Não!!! Isso nããão!!! Nunca!!! Desistir...jamais...

Seria um desafio... e os desafios existem para vencermos... e eu queria vencer.

Aos poucos fui me adaptando... Os alunos viam em mim um fio de esperança... e eu não queria decepcioná-los, mesmo porque...

Antes de mim várias professoras tinham desistido deles... Diante das dificuldades de chegar à escola, das encrencas da outra professora, do desafio de alfabetizá-los. Eu não queria ser apenas mais uma que passou por ali... Queria fazer a diferença. Não poderia fazer isso com eles também... Nem comigo... E foi aí que descobri os encantos do magistério... O prazer de ensinar... O prazer de aprender... O prazer de viver... De ter finalmente uma vida profissional...

Foi um ano de muita luta e desafios... Mas... Muito, muito gratificante vê-los ler e escrever. Valeram todos os sacrifícios... Toda luta e todo desespero.
No ano seguinte fui convidada para pegar uma turma de alfabetização na cidade... Tudo que eu mais sonhei!

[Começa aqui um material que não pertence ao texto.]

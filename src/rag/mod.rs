//! Retrieval over the book library.
//!
//! Embeds a query with the requesting user's key and asks the store's
//! similarity oracle for the closest chunks.

pub mod context;

pub use context::{format_context_for_display, format_context_for_prompt, ContextBuilder};

use serde::Serialize;
use uuid::Uuid;

/// A chunk retrieved for a query, enriched with its document's metadata.
#[derive(Debug, Clone, PartialEq, Serialize)]
pub struct RetrievedChunk {
    pub document_id: Uuid,
    pub document_title: String,
    pub document_author: Option<String>,
    pub chunk_index: usize,
    pub content: String,
    /// Cosine similarity with the query.
    pub similarity: f32,
}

Mas... Como deixar aqueles alunos que aprendi a amar?

Senti que era hora de deixá-los, pois já tinha feito a diferença na vida daqueles com quem mais aprendi do que ensinei, pois eles me fizeram crescer muito enquanto pessoa e profissionalmente.

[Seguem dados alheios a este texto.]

//! Roteiro - YouTube scripts grounded in a book library
//!
//! Books are uploaded into a library, split into overlapping chunks, and
//! embedded so that passages relevant to a video theme can be retrieved.
//! Scripts are generated in Portuguese from those passages by the user's
//! chosen LLM provider, then approved and translated.
//!
//! # Architecture
//!
//! - `config` - Configuration and prompt templates
//! - `extraction` - Text extraction from uploaded files
//! - `chunking` - Character-window chunking with overlap
//! - `embedding` - Embedding generation
//! - `store` - Documents, chunks, scripts, user settings, and stored files
//! - `rag` - Similarity search and context formatting
//! - `llm` - Chat completion across OpenAI, Claude, and Gemini
//! - `script` - Prompt building, output parsing, and the script lifecycle
//! - `orchestrator` - Upload, processing, sweep, and deletion of documents
//! - `app` - Wiring from settings
//!
//! # Example
//!
//! ```rust,no_run
//! use roteiro::app::App;
//! use roteiro::config::Settings;
//! use roteiro::progress::ProgressReporter;
//!
//! #[tokio::main]
//! async fn main() -> anyhow::Result<()> {
//!     let app = App::new(Settings::load()?)?;
//!
//!     let bytes = std::fs::read("pai-rico.txt")?;
//!     let doc = app
//!         .orchestrator
//!         .upload_document("local", "Pai Rico, Pai Pobre", None, "pai-rico.txt", &bytes)
//!         .await?;
//!     app.orchestrator
//!         .process_document(doc.id, &ProgressReporter::silent())
//!         .await?;
//!
//!     Ok(())
//! }
//! ```

pub mod app;
pub mod chunking;
pub mod cli;
pub mod config;
pub mod embedding;
pub mod error;
pub mod extraction;
pub mod llm;
pub mod openai;
pub mod orchestrator;
pub mod progress;
pub mod rag;
pub mod script;
pub mod store;

#[cfg(test)]
mod testing;

pub use error::{Result, RoteiroError};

Era o momento de novos desafios... Desta vez uma turma de alfabetização. Todos os alunos na faixa etária correta, numa escola com toda a estrutura necessária para alfabetizar.
Aí sim eu pude colocar em prática tudo que aprendi. Todas as atividades com as quais tanto sonhei.

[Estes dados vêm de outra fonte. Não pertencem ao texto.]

//! CLI module for Roteiro.

pub mod commands;
mod output;

pub use output::{mask_key, Output};

use clap::{Parser, Subcommand};

/// Roteiro - YouTube script generation grounded in your book library
///
/// Upload books, index them into searchable chunks, and generate video
/// scripts in Portuguese that can be translated for other audiences.
#[derive(Parser, Debug)]
#[command(name = "roteiro")]
#[command(version, about, long_about = None)]
pub struct Cli {
    /// Increase verbosity (-v for info, -vv for debug, -vvv for trace)
    #[arg(short, long, action = clap::ArgAction::Count, global = true)]
    pub verbose: u8,

    /// Path to configuration file
    #[arg(short, long, global = true)]
    pub config: Option<String>,

    /// User id to act as (defaults to general.default_user)
    #[arg(short, long, global = true)]
    pub user: Option<String>,

    #[command(subcommand)]
    pub command: Commands,
}

#[derive(Subcommand, Debug)]
pub enum Commands {
    /// Upload a book (pdf, txt, doc, docx) to the library
    Upload {
        /// Path to the file
        file: String,

        /// Book title (defaults to the file name)
        #[arg(short, long)]
        title: Option<String>,

        /// Book author
        #[arg(short, long)]
        author: Option<String>,

        /// Process the document right after uploading
        #[arg(short, long)]
        process: bool,
    },

    /// Extract, chunk and embed an uploaded document
    Process {
        /// Document id
        id: String,
    },

    /// Retry documents stuck in processing
    Sweep,

    /// List library documents
    List,

    /// Delete a document, its chunks and its stored file
    Delete {
        /// Document id
        id: String,
    },

    /// Search the library for passages related to a query
    Search {
        /// Search query
        query: String,

        /// Maximum number of results
        #[arg(short, long)]
        limit: Option<usize>,
    },

    /// Generate a Portuguese script draft
    Generate {
        /// Video theme
        theme: String,

        /// Video duration in minutes (1-60)
        #[arg(short, long, default_value = "10")]
        duration: u32,

        /// Language style (formal, descontraida, narrativa, inspiracional)
        #[arg(short, long, default_value = "descontraida")]
        style: String,

        /// Environment (calmo, suspense, motivacional, educativo)
        #[arg(short, long, default_value = "educativo")]
        environment: String,

        /// Free-form description of the setting
        #[arg(long)]
        environment_description: Option<String>,

        /// Print the stored script as JSON
        #[arg(long)]
        json: bool,
    },

    /// Translate scripts and mark them final
    Translate {
        /// Script ids, translated one after another
        #[arg(required = true)]
        ids: Vec<String>,

        /// Target language code (en, es, fr, ...)
        #[arg(short, long)]
        language: String,

        /// Audience the translation is written for
        #[arg(short, long, default_value = "general")]
        audience: String,

        /// Allow restructuring the script's formatting
        #[arg(long)]
        no_preserve_formatting: bool,

        /// Keep idioms close to the Portuguese original
        #[arg(long)]
        no_adapt_idioms: bool,

        /// Adapt the tone to the target culture
        #[arg(long)]
        no_maintain_tone: bool,
    },

    /// Approve a draft script
    Approve {
        /// Script id
        id: String,
    },

    /// List scripts, or show one in full
    Scripts {
        /// Script id to show
        id: Option<String>,
    },

    /// Show or change the LLM provider, model and API keys
    Settings {
        #[command(subcommand)]
        action: SettingsAction,
    },

    /// Start HTTP API server
    Serve {
        /// Host to bind to
        #[arg(long, default_value = "127.0.0.1")]
        host: String,

        /// Port to bind to
        #[arg(short, long, default_value = "3000")]
        port: u16,
    },

    /// Manage configuration
    Config {
        #[command(subcommand)]
        action: ConfigAction,
    },
}

#[derive(Subcommand, Debug)]
pub enum SettingsAction {
    /// Show the current user's settings (keys are masked)
    Show,

    /// Update the current user's settings
    Set {
        /// LLM provider (openai, claude, gemini)
        #[arg(long)]
        provider: Option<String>,

        /// Model name for the provider
        #[arg(long)]
        model: Option<String>,

        /// OpenAI API key (also used for embeddings); empty to clear
        #[arg(long)]
        openai_key: Option<String>,

        /// Anthropic API key; empty to clear
        #[arg(long)]
        claude_key: Option<String>,

        /// Google Gemini API key; empty to clear
        #[arg(long)]
        gemini_key: Option<String>,
    },
}

#[derive(Subcommand, Debug)]
pub enum ConfigAction {
    /// Show current configuration
    Show,

    /// Open configuration file in editor
    Edit,

    /// Show configuration file path
    Path,
}

#[cfg(test)]
mod tests {
    use super::*;

    #[test]
    fn test_parses_generate_with_defaults() {
        let cli = Cli::try_parse_from(["roteiro", "generate", "Juros compostos"]).unwrap();
        match cli.command {
            Commands::Generate {
                theme,
                duration,
                style,
                environment,
                environment_description,
                json,
            } => {
                assert_eq!(theme, "Juros compostos");
                assert_eq!(duration, 10);
                assert_eq!(style, "descontraida");
                assert_eq!(environment, "educativo");
                assert!(environment_description.is_none());
                assert!(!json);
            }
            other => panic!("unexpected command: {:?}", other),
        }
    }

    #[test]
    fn test_global_user_after_subcommand() {
        let cli = Cli::try_parse_from(["roteiro", "scripts", "--user", "ana", "-vv"]).unwrap();
        assert_eq!(cli.user.as_deref(), Some("ana"));
        assert_eq!(cli.verbose, 2);
        assert!(matches!(cli.command, Commands::Scripts { id: None }));
    }

    #[test]
    fn test_parses_translate_options() {
        let cli = Cli::try_parse_from(["roteiro", "translate", "a", "-l", "en"]).unwrap();
        match cli.command {
            Commands::Translate {
                ids,
                audience,
                no_preserve_formatting,
                no_adapt_idioms,
                no_maintain_tone,
                ..
            } => {
                assert_eq!(ids, vec!["a"]);
                assert_eq!(audience, "general");
                assert!(!no_preserve_formatting && !no_adapt_idioms && !no_maintain_tone);
            }
            other => panic!("unexpected command: {:?}", other),
        }

        let cli = Cli::try_parse_from([
            "roteiro",
            "translate",
            "a",
            "b",
            "-l",
            "es",
            "--audience",
            "kids",
            "--no-adapt-idioms",
            "--no-maintain-tone",
        ])
        .unwrap();
        match cli.command {
            Commands::Translate {
                ids,
                language,
                audience,
                no_preserve_formatting,
                no_adapt_idioms,
                no_maintain_tone,
            } => {
                assert_eq!(ids, vec!["a", "b"]);
                assert_eq!(language, "es");
                assert_eq!(audience, "kids");
                assert!(!no_preserve_formatting);
                assert!(no_adapt_idioms && no_maintain_tone);
            }
            other => panic!("unexpected command: {:?}", other),
        }

        assert!(Cli::try_parse_from(["roteiro", "translate", "-l", "en"]).is_err());
    }

    #[test]
    fn test_settings_set_requires_subcommand() {
        assert!(Cli::try_parse_from(["roteiro", "settings"]).is_err());
        let cli =
            Cli::try_parse_from(["roteiro", "settings", "set", "--provider", "claude"]).unwrap();
        assert!(matches!(
            cli.command,
            Commands::Settings {
                action: SettingsAction::Set { provider: Some(_), .. }
            }
        ));
    }
}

A esta altura o magistério já tinha tomado conta de mim. Já não pensava mais em mudar de profissão. Tudo que eu queria era ensinar... Viver naquele mundo mágico das letras e do saber.
Queria aprender a ensinar, ensinar a aprender e aprender ensinando.
Ceiça Borba

5 comentários:

  1. Ceiça, adorei a sua história, linda, verdadeira.
    A nossa profissão é assim...nos faz aprendizes e mestres de nossos ensinamentos. Parabéns pela vivência e por acreditar na educação é muito bom saber que em algum momento fizemos a diferença na vida de alguém. Sucesso sempre. Bjks

    ResponderExcluir
  2. Ceiça, parabéns!!!
    A grande arte da Vida é Acordar depois de...
         um Sonho, levantar depois de um...
           Tombo, sorrir depois de uma Decepção...
              e nunca se Desanimar!!!!
                É olhar pra Frente...
                 com a esperança de Vencer!!!

    ResponderExcluir
  3. Ceiça,
    Habitue-se a não pedir nada em tuas preces, somente agradecer, porque você não sabe o que realmente é útil para tua vida. Só Deus conhece as tuas reais necessidades, e Ele tem sempre o
    melhor prá Você!" Sucessos!!!

    ResponderExcluir
  4. Ceiça, a vida nos pertence, somos livres para escolher o caminho e construir a nossa própria história, mas é a fé, o otimismo e a perseverança que nos levam a alcançar grandes ideais! Parabéns pela sua história de sucesso!!!

    ResponderExcluir
  5. Querida amiga amei suas memórias. Caso um dia eu resolva escrever um, com certeza me lembrarei da minha professora de português que nos ensinou amar obras literárias e conhecer Cecilia Meireles e Machado de Assis e ainda contribuiu em minha escolha para o curso de licenciatura. E esta professora é você.